Tax season is heating up and so are scams.
The scams take different shape, but are all after one thing: Your money.
The IRS and state tax agencies recently issued a warning about a W-2 email phishing scam that is becoming common for this time of year. The W-2 scam first appeared last year when cybercriminals tricked payroll and human resources officials into disclosing employee names, Social Security numbers and income information. The thieves then attempted to file fraudulent tax returns for tax refunds using the stolen information.
This scam is making its rounds again this year, so make sure whoever is handling your payroll double checks any email requests from company officials, especially any asking for lists of Forms W-2 or Social Security numbers of employees.
The phishing scam is known as a “spoofing” email that appears to come from a legitimate company official. It will contain, for example, the actual name of the chief executive officer or owner of the company. The fraudulent email will be sent to the person handling payroll or human resources asking for a list of employees and their identifying information, including Social Security numbers.
According to the IRS, some of the emails contain language similar to these examples:
- “Kindly send me the individual 2016 W-2 (PDF) and earnings summary of all W-2 of our company staff for a quick review;”
- “Can you send me the updated list of employees with full details (Name, Social Security Number, Date of Birth, Home Address, Salary);” or
- “I want you to send me the list of W-2 copy of employees wage and tax statement for 2016, in need them in PDF file type, you can send it as an attachment. Kindly prepare the lists and email them to me asap.”
You will note that the examples include some incorrect grammar, run-on sentences or inappropriate capitalization. This is one clue that the email request is not legitimate.

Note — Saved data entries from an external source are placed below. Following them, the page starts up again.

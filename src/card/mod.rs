// SPDX-License-Identifier: MIT
// Copyright 2026 Roland Dreier <roland@rolandd.dev>

//! Shareable activity card: stat catalog, layout, drag snapping and drawing.

pub mod catalog;
pub mod format;
pub mod layout;
pub mod render;
pub mod svg;

pub use catalog::{CardOptions, FontId, FontSizeId, GradientId, StatId};
pub use layout::{drag_element, layout_card, CanvasSize, CardLayout, DragOutcome, Guide, Point};
pub use render::{export_file_name, render_svg, CardRenderer, RenderError};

This is typical of most phishing scams, which have once again made the IRS list of “Dirty Dozen” tax scams for the 2017 filing season.
In these email schemes, criminals pose as a person or organization the taxpayer trusts or recognizes. They may hack an email account and send mass emails under another person’s name. They may pose as a bank, credit card company, tax software provider or government agency. Criminals go to great lengths to create websites that appear legitimate but contain phony log-in pages. These criminals hope victims will take the bait and provide money, passwords, Social Security numbers and other information that can lead to identity theft.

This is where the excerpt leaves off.